- Entries provided
- Opening Delimiter -

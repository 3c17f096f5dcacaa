//! Configuration loading and management.

mod file;
mod paths;
mod types;
mod validate;

pub use file::{load_config_file, load_default_config, load_explicit_config};
pub use paths::{config_dir, config_file_path};
pub use types::{Config, DefaultsConfig, ToolsConfig};
pub use validate::validate_config;
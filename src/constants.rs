//! Application-wide constants.
//!
//! Default run parameters and the fixed arguments the external tools expect
//! live here so the command lines stay consistent between steps.

/// Application name used for config directories and user-facing messages.
pub const APP_NAME: &str = "svj-siginj";

/// Environment variable pointing at an explicit config file.
pub const CONFIG_ENV: &str = "SVJ_SIGINJ_CONFIG";

/// Date format used for every date-stamped directory.
pub const DATE_FORMAT: &str = "%Y%m%d";

/// Default run parameters.
pub mod defaults {
    /// Date stamp of the merged histogram directory.
    pub const HISTS_DATE: &str = "20241115";

    /// Selection label.
    pub const SELECTION: &str = "bdt=0.67";

    /// Injected signal strength.
    pub const SIGNAL_INJECTION: &str = "0.2";

    /// Injected mediator mass.
    pub const INJECTED_MASS: u32 = 350;

    /// Dark-sector mass label.
    pub const DARK_MASS: &str = "10";

    /// Invisible-fraction label.
    pub const RINV: &str = "0p3";

    /// Mediator masses for datacard generation.
    pub const MEDIATOR_MASSES: [u32; 8] = [200, 250, 300, 350, 400, 450, 500, 550];

    /// Analysis CLI command (datacards, toys, scans).
    pub const ANALYSIS_COMMAND: [&str; 2] = ["python3", "cli_boosted.py"];

    /// Plotting CLI command.
    pub const PLOT_COMMAND: [&str; 2] = ["python3", "quick_plot.py"];
}

/// Subcommands of the external tools.
pub mod subcommands {
    /// Datacard generation.
    pub const GEN_DATACARDS: &str = "gen_datacards";

    /// Toy generation.
    pub const GEN_TOYS: &str = "gentoys";

    /// Multiprocess likelihood scan.
    pub const LIKELIHOOD_SCAN: &str = "likelihood_scan_mp";

    /// Brazil-band limit plot.
    pub const BRAZIL: &str = "brazil";
}

/// Fixed settings forwarded to the fitting tool.
pub mod fit {
    /// Random seed for toy generation and scans.
    pub const SEED: u32 = 1001;

    /// Toy count requesting a single Asimov-style toy.
    pub const ASIMOV_TOYS: &str = "-1";

    /// Lower edge of the signal-strength scan.
    pub const SCAN_MIN: &str = "0.0";

    /// Upper edge of the signal-strength scan.
    pub const SCAN_MAX: &str = "2.0";

    /// Higgs mass label the fitting tool writes into output names.
    pub const MH_LABEL: &str = "mH120";
}

/// Exit codes mirroring a POSIX shell.
pub mod exit_codes {
    /// Generic failure.
    pub const FAILURE: i32 = 1;

    /// Command found but could not be executed.
    pub const CANNOT_EXECUTE: i32 = 126;

    /// Command not found.
    pub const NOT_FOUND: i32 = 127;

    /// Offset added to a terminating signal number.
    pub const SIGNAL_BASE: i32 = 128;

    /// Interrupted by Ctrl+C (128 + SIGINT).
    pub const INTERRUPTED: i32 = 130;
}
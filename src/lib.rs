//! Color palettes, gradients and contrast.
//!
//! - [`RGBColor`]: hex and `rgb()` conversions, luminance, contrast
//!   ratio and interpolation of colors.
//! - [`ColorRange`]: gradients, i.e. colors parametrized by reals in
//!   \[0, 1\], with sampling and a contrast-seeking search
//!   ([`ColorRange::traverse_until_contrast`]).
//! - [`Palette`]: non-empty lists of colors viewed as evenly spaced
//!   gradient stops.
//!
//! Named palettes: [`RGBColor::solarized_base`] and
//! [`RGBColor::solarized_accents`].
//!
//! # Example
//!
//! ```
//! use rgb::RGB;
//! use contrast_brewery::{ContrastMode, Palette, RGBColor};
//! let white = RGB::<f64>::from_hex("#ffffff")?;
//! let black = RGB::<f64>::from_hex("#000000")?;
//! let gray = RGB::<f64>::from_hex("#808080")?;
//! let p = Palette::new(vec![white, gray, black])?;
//! let text = p.traverse_until_contrast(4.5, ContrastMode::Both);
//! assert!(text.contrast_ratio(&white) >= 4.5);
//! # Ok::<(), contrast_brewery::Error>(())
//! ```

use std::marker::PhantomData;
use rgb::{RGB, RGB8};

pub mod contrast;
mod error;
pub mod hex;
mod palettes;

pub use contrast::{ContrastMode, TOLERANCE};
pub use error::Error;

/// A “continuous” range of colors parametrized by reals in \[0, 1\].
pub trait ColorRange<Color> {
    /// Returns the color corresponding to `t` ∈ \[0., 1.\].
    fn rgb(&self, t: f64) -> Color;

    /// Return an iterator yielding uniform sampling of `n` points
    /// between `a` and `b` (with the bounds `a` and `b` included in
    /// the list of points) together with colors.  It is not required
    /// that `a <= b`.
    fn range(self, mut a: f64, mut b: f64, n: usize) -> Range<Self, Color>
    where Self: Sized {
        if a == f64::INFINITY { a = f64::MAX; }
        else if a == f64::NEG_INFINITY { a = f64::MIN };
        if b == f64::NEG_INFINITY { b = f64::MIN; }
        else if b == f64::INFINITY { b = f64::MAX };
        // `a` or `b` NaN will give an iterator yielding NaN.
        if n == 0 {
            Range { range: self,  color: PhantomData,
                    a, b, flast: 0., last: 0,
                    i: 1, j: 0 } // Empty iterator
        } else {
            Range { range: self,  color: PhantomData,
                    a, b, flast: (n - 1) as f64,
                    last: n - 1, i: 0, j: n - 1 }
        }
    }

    /// Return the palette of `n` colors sampled at `i / (n - 1)`,
    /// `i = 0,..., n - 1` (at `0.` only if `n == 1`).
    ///
    /// # Errors
    ///
    /// [`Error::InvalidArgument`] if `n == 0`.
    fn sample(&self, n: usize) -> Result<Palette<Color>, Error>
    where Color: RGBColor {
        if n == 0 {
            return Err(Error::InvalidArgument("cannot sample 0 colors"))
        }
        let colors = ColorRange::<Color>::range(self, 0., 1., n)
            .map(|(_, c)| c).collect();
        Palette::new(colors)
    }

    /// Move the color at `t0` along the range until its contrast
    /// ratio against the color at `0.` (the background) reaches
    /// `target`, and return the final parameter and color.
    ///
    /// Each allowed direction is walked in [`contrast::SCAN_STEPS`]
    /// steps to bracket its first crossing of `target`, which is then
    /// refined by bisection to within [`TOLERANCE`]; the smaller move
    /// wins.  The returned color always meets `target` when some
    /// explored position does.  When none does, the end with the
    /// greatest contrast is returned if it improves on the color at
    /// `t0` (best effort).  See [`ContrastMode`] for the allowed
    /// moves.
    ///
    /// The crossing found is the closest one when the contrast
    /// against the background is monotonic between `t0` and each end
    /// (e.g. when the range bleaches the color toward black or
    /// white), and the closest one up to the scan resolution
    /// otherwise.
    fn seek_contrast(&self, t0: f64, target: f64,
                     mode: ContrastMode) -> (f64, Color)
    where Color: RGBColor {
        contrast::seek(self, t0, target, mode)
    }

    /// [`ColorRange::seek_contrast`] starting from the middle of the
    /// range, e.g. the candidate of a palette
    /// `[background, candidate, opposite]`.
    fn traverse_until_contrast(&self, target: f64,
                               mode: ContrastMode) -> Color
    where Color: RGBColor {
        self.seek_contrast(0.5, target, mode).1
    }
}

impl<R, Color> ColorRange<Color> for &R
where R: ColorRange<Color> + ?Sized {
    #[inline]
    fn rgb(&self, t: f64) -> Color { R::rgb(*self, t) }
}

/// An iterator yielding `f64` in a given range together with colors.
pub struct Range<R, Color> {
    range: R,
    color: PhantomData<Color>,
    a: f64, // finite or NaN
    b: f64, // finite or NaN
    flast: f64, // `last` as a floating-point number
    last: usize,
    i: usize, // first position to be consumed (i ≤ j)
    j: usize, // last position to be consumed
}
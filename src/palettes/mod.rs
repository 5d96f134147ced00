//! Built-in palette data.

use lazy_static::lazy_static;
use rgb::RGB;

fn of_bytes(colors: &[[u8; 3]]) -> Vec<RGB<f64>> {
    colors.iter()
        .map(|&[r, g, b]| RGB { r: f64::from(r) / 255.,
                                g: f64::from(g) / 255.,
                                b: f64::from(b) / 255. })
        .collect()
}

lazy_static! {
    /// Solarized base03, base02, base01, base00, base0, base1, base2
    /// and base3.
    pub(crate) static ref SOLARIZED_BASE: Vec<RGB<f64>> = of_bytes(&[
        [0x00, 0x2b, 0x36],
        [0x07, 0x36, 0x42],
        [0x58, 0x6e, 0x75],
        [0x65, 0x7b, 0x83],
        [0x83, 0x94, 0x96],
        [0x93, 0xa1, 0xa1],
        [0xee, 0xe8, 0xd5],
        [0xfd, 0xf6, 0xe3]]);

    /// Solarized yellow, orange, red, magenta, violet, blue, cyan and
    /// green.
    pub(crate) static ref SOLARIZED_ACCENTS: Vec<RGB<f64>> = of_bytes(&[
        [0xb5, 0x89, 0x00],
        [0xcb, 0x4b, 0x16],
        [0xdc, 0x32, 0x2f],
        [0xd3, 0x36, 0x82],
        [0x6c, 0x71, 0xc4],
        [0x26, 0x8b, 0xd2],
        [0x2a, 0xa1, 0x98],
        [0x85, 0x99, 0x00]]);
}
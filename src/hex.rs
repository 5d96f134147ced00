//! Textual color encodings: `#rrggbb` and `rgb(r,g,b)`.

use rgb::RGB;
use crate::Error;

/// Parse `s` as 6 hex digits (either case), with or without a
/// leading `#`.  Channels are normalized to \[0, 1\].
pub fn parse(s: &str) -> Result<RGB<f64>, Error> {
    let digits = s.strip_prefix('#').unwrap_or(s);
    let bytes = digits.as_bytes();
    if bytes.len() != 6 || !bytes.iter().all(u8::is_ascii_hexdigit) {
        return Err(Error::InvalidFormat(s.to_string()));
    }
    let byte = |i: usize| f64::from(hex_pair(bytes[i], bytes[i + 1])) / 255.;
    Ok(RGB { r: byte(0), g: byte(2), b: byte(4) })
}

// Both arguments must be ASCII hex digits.
fn hex_pair(hi: u8, lo: u8) -> u8 {
    let nibble = |c: u8| match c {
        b'0'..=b'9' => c - b'0',
        b'a'..=b'f' => c - b'a' + 10,
        _ => c - b'A' + 10,
    };
    nibble(hi) << 4 | nibble(lo)
}

/// Scale a channel in \[0, 1\] to a byte, rounding to nearest.
/// Out of range values are clamped and NaN gives 0.
#[inline]
pub fn channel_to_byte(v: f64) -> u8 {
    // `as` saturates and maps NaN to 0.
    (v * 255.).round().clamp(0., 255.) as u8
}

/// Format as `#rrggbb` (lowercase).
pub fn format(c: RGB<f64>) -> String {
    format!("#{:02x}{:02x}{:02x}",
            channel_to_byte(c.r), channel_to_byte(c.g), channel_to_byte(c.b))
}

/// Format as `rgb(r,g,b)` with channels in \[0, 255\].
pub fn format_rgb(c: RGB<f64>) -> String {
    format!("rgb({},{},{})",
            channel_to_byte(c.r), channel_to_byte(c.g), channel_to_byte(c.b))
}
use thiserror::Error;

/// Errors returned by the fallible operations of this crate.
#[derive(Debug, Clone, PartialEq, Eq, Error)]
pub enum Error {
    /// The string is not 6 hexadecimal digits, optionally preceded
    /// by `#`.
    #[error("invalid hex color {0:?}: expected 6 hex digits, optionally prefixed by '#'")]
    InvalidFormat(String),
    /// An argument is outside the domain of the operation (e.g. an
    /// empty palette).
    #[error("invalid argument: {0}")]
    InvalidArgument(&'static str),
}
//! Write an HTML page showing gradients, the Solarized palettes and
//! accents adjusted for contrast on dark and light backgrounds.
//!
//! Usage: `cargo run --example contrast [OUTPUT] [RATIO]`
//! (defaults: `contrast.html`, 4.5).  Set `RUST_LOG=trace` to follow
//! the contrast searches.

use std::{env,
          io::{BufWriter, Write},
          fs::File,
          error::Error};
use contrast_brewery::{ColorRange, ContrastMode, Palette, RGBColor};
use rgb::{RGB, RGB8};
use tracing::info;
use tracing_subscriber::EnvFilter;

type Err = Box<dyn Error>;

fn table_of_colors(fh: &mut impl Write, colors: &[RGB8],
                   width: u32, comment: &str) -> Result<(), Err> {
    writeln!(fh, "<table style=\"border: 0px;  border-spacing: 0px\"><tr>")?;
    for c in colors {
        writeln!(fh, "  <td style=\"width: {width}px; height: 30px; \
                      background-color: {}\"></td>",
                 c.to_hex())?;
    }
    writeln!(fh, "<td rowspan=\"2\" style=\"padding-left: 7px\">\
                  {comment}</td></tr><tr>")?;
    // Luminance strip.
    for c in colors {
        let l = c.luminance();
        let gray = RGB8::from_rgb(RGB { r: l, g: l, b: l });
        writeln!(fh, "  <td style=\"width: {width}px; height: 12px; \
                      background-color: {}\"></td>",
                 gray.to_rgb_string())?;
    }
    writeln!(fh, "</tr></table><br/>")?;
    Ok(())
}

fn range(fh: &mut impl Write, g: impl ColorRange<RGB8>, n: usize,
         width: u32, comment: &str) -> Result<(), Err> {
    let colors = g.sample(n)?.into_colors();
    table_of_colors(fh, &colors, width, comment)
}

fn gradient(fh: &mut impl Write, c0: &str, c1: &str, n: usize,
            width: u32) -> Result<(), Err> {
    let c0 = RGB8::from_hex(c0)?;
    let c1 = RGB8::from_hex(c1)?;
    range(fh, c0.gradient(&c1), n, width,
          &format!("{} → {}", c0.to_hex(), c1.to_hex()))
}

/// Text sample of `fg` on `bg` with its contrast ratio.
fn swatch(fh: &mut impl Write, fg: RGB8, bg: RGB8) -> Result<(), Err> {
    writeln!(fh, "  <td style=\"padding: 4px 10px; color: {}; \
                  background-color: {}\">{} ({:.2}:1)</td>",
             fg.to_hex(), bg.to_hex(), fg.to_hex(), fg.contrast_ratio(&bg))?;
    Ok(())
}

fn contrast(fh: &mut impl Write, ratio: f64) -> Result<(), Err> {
    let base = RGB8::solarized_base().into_colors();
    let (dark, light) = (base[0], base[base.len() - 1]);
    let black = RGB8::new(0, 0, 0);
    let white = RGB8::new(255, 255, 255);
    writeln!(fh, "<table style=\"border-spacing: 0px\">")?;
    for &accent in RGB8::solarized_accents().colors() {
        let on_dark = Palette::new(vec![dark, accent, white])?
            .traverse_until_contrast(ratio, ContrastMode::Both);
        let on_light = Palette::new(vec![light, accent, black])?
            .traverse_until_contrast(ratio, ContrastMode::Both);
        info!(accent = %accent.to_hex(), on_dark = %on_dark.to_hex(),
              on_light = %on_light.to_hex(), "adjusted accent");
        writeln!(fh, "<tr>")?;
        swatch(fh, accent, dark)?;
        swatch(fh, on_dark, dark)?;
        swatch(fh, accent, light)?;
        swatch(fh, on_light, light)?;
        writeln!(fh, "</tr>")?;
    }
    writeln!(fh, "</table>")?;
    Ok(())
}


fn main() -> Result<(), Err> {
    tracing_subscriber::fmt()
        .with_env_filter(EnvFilter::from_default_env())
        .init();
    let mut args = env::args().skip(1);
    let path = args.next().unwrap_or_else(|| "contrast.html".to_string());
    let ratio: f64 = match args.next() {
        Some(r) => r.parse()?,
        None => 4.5,
    };
    info!(%path, ratio, "writing contrast demo");

    let mut fh = BufWriter::new(File::create(&path)?);
    writeln!(fh, "<html>\n\
                  <head>\n\
                  <title>contrast-brewery: {ratio}:1</title>\n\
                  </head>\n\
                  <body>")?;
    writeln!(fh, "<h3>Gradients</h3>")?;
    gradient(&mut fh, "#5e0063", "#ffebaa", 10, 43)?;
    gradient(&mut fh, "#5e0063", "#ffebaa", 150, 1)?;
    gradient(&mut fh, "#ff0000", "#0000ff", 150, 1)?;
    gradient(&mut fh, "#000000", "#ffffff", 150, 1)?;

    writeln!(fh, "<h3>Solarized</h3>")?;
    for (comment, p) in [("base", RGB8::solarized_base()),
                         ("accents", RGB8::solarized_accents())] {
        table_of_colors(&mut fh, p.colors(), 40,
                        &format!("{comment} ({} colors)", p.len()))?;
    }
    range(&mut fh, RGB8::solarized_base().gradient(), 128, 1,
          "base (interpolated)")?;

    writeln!(fh, "<h3>Accents at {ratio}:1 (dark, adjusted, light, adjusted)</h3>")?;
    contrast(&mut fh, ratio)?;

    writeln!(fh, "</body>\n\
                  </html>")?;
    Ok(())
}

- Closing Delimiter -

- Problem requirements
Could you return exactly the lines above from the line with "interpolation of colors." to the line with "pub use error::Error;", both included, and nothing else?

- Solution
//!   ratio and interpolation of colors.
//! - [`ColorRange`]: gradients, i.e. colors parametrized by reals in
//!   \[0, 1\], with sampling and a contrast-seeking search
//!   ([`ColorRange::traverse_until_contrast`]).
//! - [`Palette`]: non-empty lists of colors viewed as evenly spaced
//!   gradient stops.
//!
//! Named palettes: [`RGBColor::solarized_base`] and
//! [`RGBColor::solarized_accents`].
//!
//! # Example
//!
//! ```
//! use rgb::RGB;
//! use contrast_brewery::{ContrastMode, Palette, RGBColor};
//! let white = RGB::<f64>::from_hex("#ffffff")?;
//! let black = RGB::<f64>::from_hex("#000000")?;
//! let gray = RGB::<f64>::from_hex("#808080")?;
//! let p = Palette::new(vec![white, gray, black])?;
//! let text = p.traverse_until_contrast(4.5, ContrastMode::Both);
//! assert!(text.contrast_ratio(&white) >= 4.5);
//! # Ok::<(), contrast_brewery::Error>(())
//! ```

use std::marker::PhantomData;
use rgb::{RGB, RGB8};

pub mod contrast;
mod error;
pub mod hex;
mod palettes;

pub use contrast::{ContrastMode, TOLERANCE};
pub use error::Error;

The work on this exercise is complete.